[Source records]

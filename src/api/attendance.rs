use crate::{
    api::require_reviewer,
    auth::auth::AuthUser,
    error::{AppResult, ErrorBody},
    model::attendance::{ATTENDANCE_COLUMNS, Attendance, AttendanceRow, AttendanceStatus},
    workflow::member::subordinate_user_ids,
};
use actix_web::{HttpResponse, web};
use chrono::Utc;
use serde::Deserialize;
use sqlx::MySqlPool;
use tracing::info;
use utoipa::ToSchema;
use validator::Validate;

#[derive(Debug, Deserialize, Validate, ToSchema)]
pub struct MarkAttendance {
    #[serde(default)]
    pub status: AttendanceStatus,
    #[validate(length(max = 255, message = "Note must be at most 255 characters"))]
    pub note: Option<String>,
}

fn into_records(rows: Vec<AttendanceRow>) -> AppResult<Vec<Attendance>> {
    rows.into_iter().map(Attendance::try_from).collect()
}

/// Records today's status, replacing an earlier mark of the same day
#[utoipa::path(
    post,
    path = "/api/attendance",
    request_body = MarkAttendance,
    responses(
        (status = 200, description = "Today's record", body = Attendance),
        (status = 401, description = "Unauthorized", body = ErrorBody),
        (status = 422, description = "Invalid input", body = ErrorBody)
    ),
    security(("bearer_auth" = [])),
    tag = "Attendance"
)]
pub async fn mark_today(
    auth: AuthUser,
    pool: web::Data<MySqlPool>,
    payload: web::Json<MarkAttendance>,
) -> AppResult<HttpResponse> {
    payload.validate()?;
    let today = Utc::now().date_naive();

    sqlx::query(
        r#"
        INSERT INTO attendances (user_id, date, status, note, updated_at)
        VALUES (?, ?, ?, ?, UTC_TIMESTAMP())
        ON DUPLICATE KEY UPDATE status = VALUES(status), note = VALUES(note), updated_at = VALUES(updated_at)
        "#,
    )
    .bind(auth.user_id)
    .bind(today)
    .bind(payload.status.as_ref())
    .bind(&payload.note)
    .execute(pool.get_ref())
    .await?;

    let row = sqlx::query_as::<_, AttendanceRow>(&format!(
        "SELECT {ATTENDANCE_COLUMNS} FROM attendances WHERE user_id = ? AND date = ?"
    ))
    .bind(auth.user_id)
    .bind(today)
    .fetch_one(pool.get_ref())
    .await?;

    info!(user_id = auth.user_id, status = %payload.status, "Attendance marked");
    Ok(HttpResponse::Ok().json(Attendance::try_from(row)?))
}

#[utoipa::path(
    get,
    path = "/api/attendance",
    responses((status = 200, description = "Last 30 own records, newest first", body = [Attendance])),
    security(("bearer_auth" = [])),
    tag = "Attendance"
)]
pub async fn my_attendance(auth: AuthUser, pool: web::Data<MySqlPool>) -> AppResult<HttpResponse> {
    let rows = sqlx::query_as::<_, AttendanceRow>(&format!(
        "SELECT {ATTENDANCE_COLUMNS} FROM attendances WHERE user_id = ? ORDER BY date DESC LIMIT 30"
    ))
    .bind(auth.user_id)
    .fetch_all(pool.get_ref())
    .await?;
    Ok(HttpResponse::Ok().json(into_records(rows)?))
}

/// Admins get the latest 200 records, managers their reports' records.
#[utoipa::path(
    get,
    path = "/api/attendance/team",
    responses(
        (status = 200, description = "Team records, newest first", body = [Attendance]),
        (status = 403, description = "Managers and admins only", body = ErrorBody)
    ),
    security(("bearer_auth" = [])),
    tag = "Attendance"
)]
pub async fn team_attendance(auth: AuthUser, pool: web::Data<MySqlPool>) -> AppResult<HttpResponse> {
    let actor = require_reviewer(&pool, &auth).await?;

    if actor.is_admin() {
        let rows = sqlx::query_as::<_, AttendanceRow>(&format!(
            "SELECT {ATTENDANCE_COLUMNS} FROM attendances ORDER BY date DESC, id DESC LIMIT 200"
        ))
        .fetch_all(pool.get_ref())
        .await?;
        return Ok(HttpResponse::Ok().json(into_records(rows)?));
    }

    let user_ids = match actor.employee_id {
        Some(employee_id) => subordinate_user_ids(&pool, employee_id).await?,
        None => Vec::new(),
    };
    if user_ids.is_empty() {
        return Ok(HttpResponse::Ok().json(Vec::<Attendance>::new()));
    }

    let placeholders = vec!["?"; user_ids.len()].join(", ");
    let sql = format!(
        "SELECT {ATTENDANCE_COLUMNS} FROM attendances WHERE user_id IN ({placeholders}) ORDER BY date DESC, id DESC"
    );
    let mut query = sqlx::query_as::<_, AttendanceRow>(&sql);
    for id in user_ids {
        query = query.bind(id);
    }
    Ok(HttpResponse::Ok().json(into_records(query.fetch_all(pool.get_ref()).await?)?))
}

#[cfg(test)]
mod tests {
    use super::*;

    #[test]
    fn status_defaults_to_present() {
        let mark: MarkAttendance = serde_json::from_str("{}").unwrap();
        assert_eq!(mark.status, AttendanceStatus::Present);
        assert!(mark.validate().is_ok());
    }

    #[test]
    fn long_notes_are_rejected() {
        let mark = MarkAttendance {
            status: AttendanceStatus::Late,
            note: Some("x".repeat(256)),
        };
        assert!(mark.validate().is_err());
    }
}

[/Source records]
[Source records]

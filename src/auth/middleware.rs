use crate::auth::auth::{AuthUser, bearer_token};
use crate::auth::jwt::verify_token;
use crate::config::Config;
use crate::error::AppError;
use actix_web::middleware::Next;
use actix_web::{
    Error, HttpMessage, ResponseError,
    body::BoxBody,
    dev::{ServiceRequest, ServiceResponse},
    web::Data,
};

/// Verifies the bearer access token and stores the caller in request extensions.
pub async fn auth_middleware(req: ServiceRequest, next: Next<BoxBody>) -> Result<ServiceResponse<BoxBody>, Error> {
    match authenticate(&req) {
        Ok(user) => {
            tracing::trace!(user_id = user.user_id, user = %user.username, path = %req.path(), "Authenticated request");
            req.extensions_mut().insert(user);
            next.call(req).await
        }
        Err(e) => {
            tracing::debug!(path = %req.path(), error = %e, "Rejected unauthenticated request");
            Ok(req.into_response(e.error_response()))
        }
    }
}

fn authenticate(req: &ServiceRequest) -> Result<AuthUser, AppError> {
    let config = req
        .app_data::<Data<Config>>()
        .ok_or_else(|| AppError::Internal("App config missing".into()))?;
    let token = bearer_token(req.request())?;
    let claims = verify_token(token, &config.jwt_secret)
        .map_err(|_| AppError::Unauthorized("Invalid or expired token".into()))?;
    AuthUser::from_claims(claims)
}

[/Source records]

Work instructions -
Count how many lines above hold the word "first", then reply with that number alone.

Written response -
2